Tous les enfants de 4 ans que j’ai connus sont impatients de commencer l’école car à 4 ans on veut explorer, jouer et apprendre. Dix ans plus tard toutefois, un grand nombre d’entre eux sont rebutés par l’école. Un rapport de 2003 établi par le Conseil National de Recherche (National Research Council) a démontré que << entre 40 et 60 % des lycéens sont chroniquement démotivés ; ils manquent d’attention, exercent un moindre effort, ne font pas leurs devoirs et déclarent s’ennuyer. >> Le rapport précise que ce chiffre n’inclut pas ceux qui ont déjà abandonné l’école. Peut-être que si notre société concevait les écoles pour répondre aux besoins des jeunes plutôt que de contraindre les jeunes à s’adapter aux besoins de l’école, ces derniers feraient preuve de plus d’enthousiasme.
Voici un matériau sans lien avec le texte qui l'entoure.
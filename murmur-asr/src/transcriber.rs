//! Transcription transform
//!
//! External collaborator for the ASR stage: builds the audio object URL
//! from the blob gateway base, POSTs it to the speech-to-text service and
//! turns the response into a `TranscribedRecord`. No shared state is
//! touched here; the output record goes downstream via the stage writer.

use async_trait::async_trait;
use serde::{Deserialize, Serialize};
use tracing::debug;
use uuid::Uuid;

use murmur_common::error::{Error, Result};
use murmur_common::stage::Transform;
use murmur_common::{TranscribedRecord, UploadedRecord};

use crate::config::WhisperConfig;

#[derive(Debug, Serialize)]
struct TranscribeRequest {
    id: Uuid,
    audio_url: String,
}

#[derive(Debug, Deserialize)]
struct TranscribeResponse {
    text: String,
    language: String,
}

pub struct WhisperTranscriber {
    http: reqwest::Client,
    api_url: String,
    blob_base_url: String,
}

impl WhisperTranscriber {
    pub fn new(cfg: &WhisperConfig) -> Self {
        WhisperTranscriber {
            http: reqwest::Client::new(),
            api_url: cfg.api_url.clone(),
            blob_base_url: cfg.blob_base_url.trim_end_matches('/').to_string(),
        }
    }

    /// Audio objects are stored under the artifact UUID plus the original
    /// extension.
    fn audio_url(&self, record: &UploadedRecord) -> String {
        format!(
            "{}/{}/{}{}",
            self.blob_base_url, record.bucket, record.uuid, record.update.og_extension
        )
    }
}

#[async_trait]
impl Transform for WhisperTranscriber {
    type In = UploadedRecord;
    type Out = TranscribedRecord;

    async fn apply(&self, input: UploadedRecord) -> Result<TranscribedRecord> {
        let request = TranscribeRequest {
            id: input.uuid,
            audio_url: self.audio_url(&input),
        };
        debug!(uuid = %input.uuid, url = %request.audio_url, "requesting transcription");

        let response = self
            .http
            .post(&self.api_url)
            .json(&request)
            .send()
            .await
            .map_err(|e| Error::ExternalService(format!("whisper request: {e}")))?;

        if !response.status().is_success() {
            return Err(Error::ExternalService(format!(
                "whisper returned {}",
                response.status()
            )));
        }

        let body: TranscribeResponse = response
            .json()
            .await
            .map_err(|e| Error::ExternalService(format!("whisper response: {e}")))?;

        Ok(TranscribedRecord {
            uuid: input.uuid,
            text: body.text,
            language: body.language,
        })
    }
}

#[cfg(test)]
mod tests {
    use super::*;
    use murmur_common::records::UploadUpdate;

    #[test]
    fn audio_url_joins_gateway_bucket_and_object() {
        let transcriber = WhisperTranscriber::new(&WhisperConfig {
            api_url: "http://asr/transcribe".to_string(),
            blob_base_url: "http://blobs:9000/".to_string(),
        });
        let uuid = Uuid::new_v4();
        let record = UploadedRecord {
            uuid,
            bucket: "audio-input".to_string(),
            update: UploadUpdate {
                user_id: 1,
                og_file_name: "talk".to_string(),
                og_extension: ".wav".to_string(),
                status: 0,
            },
        };
        assert_eq!(
            transcriber.audio_url(&record),
            format!("http://blobs:9000/audio-input/{uuid}.wav")
        );
    }

    #[test]
    fn transcribe_request_wire_shape() {
        let req = TranscribeRequest {
            id: Uuid::nil(),
            audio_url: "http://blobs/b/o.wav".to_string(),
        };
        let value = serde_json::to_value(&req).unwrap();
        assert!(value.get("id").is_some());
        assert!(value.get("audio_url").is_some());
    }
}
Que peuvent faire les éducateurs pour renverser les tendances croissantes de prescription de médicaments et de désintérêt pour l’école? Voici quelques suggestions:
- Fournir un soutien aux parents pour qu’ils évitent d’avoir recours aux médicaments pour leurs enfants. Les aider à apprendre comment jouer avec leurs enfants et comment être attentifs à leurs émotions.
- Travailler avec des organisations politiques et professionnelles pour changer les mesures locales et nationales qui font des écoles des lieux moins agréables pour les jeunes.
- Réduire l’importance accordée aux tests et aux résultats comme critère d’évaluation de la qualité de l’éducation.
- Veiller à ce que le programme fournisse des choix (art, musique, technologie notamment) pour que les étudiants puissent exploiter leurs intérêts créatifs.
- Accorder beaucoup de temps aux activités informelles et spontanées ainsi qu’aux conversations (récréations) et aux possibilités de pratiquer des sports agréables (sans la pression de gagner).
- Accroître les possibilités pour que les jeunes se trouvent en contact avec la nature.
- Fournir un soutien pour que les enseignants puissent créer des salles de classe où les enfants ont la liberté d’être eux-mêmes.
- Fournir une assistance émotionnelle aux jeunes, aux enseignants et aux parents pour qu’ils puissent développer pleinement leur créativité et leur énergie.
- Nous sensibiliser aux dangers des médicaments en restant conscients que les campagnes publicitaires peuvent éviter de révéler les effets néfastes de leur utilisation.
- Respecter pleinement les jeunes en tant qu’êtres humains à part entière dotés d’intelligence, de connaissances et d’émotions. Encore plus important, comprendre qu’être humain implique d’avoir des émotions et de les libérer lorsque l’on a mal.
Respecter pleinement les jeunes impliquera une réorganisation drastique de nos priorités et de nos politiques. Commençons dès maintenant.
Julian Weissglass est professeur au Département d’éducation de l’Université de Californie, Santa Barbara, et directeur de la Coalition Nationale pour l’équité de l’éducation.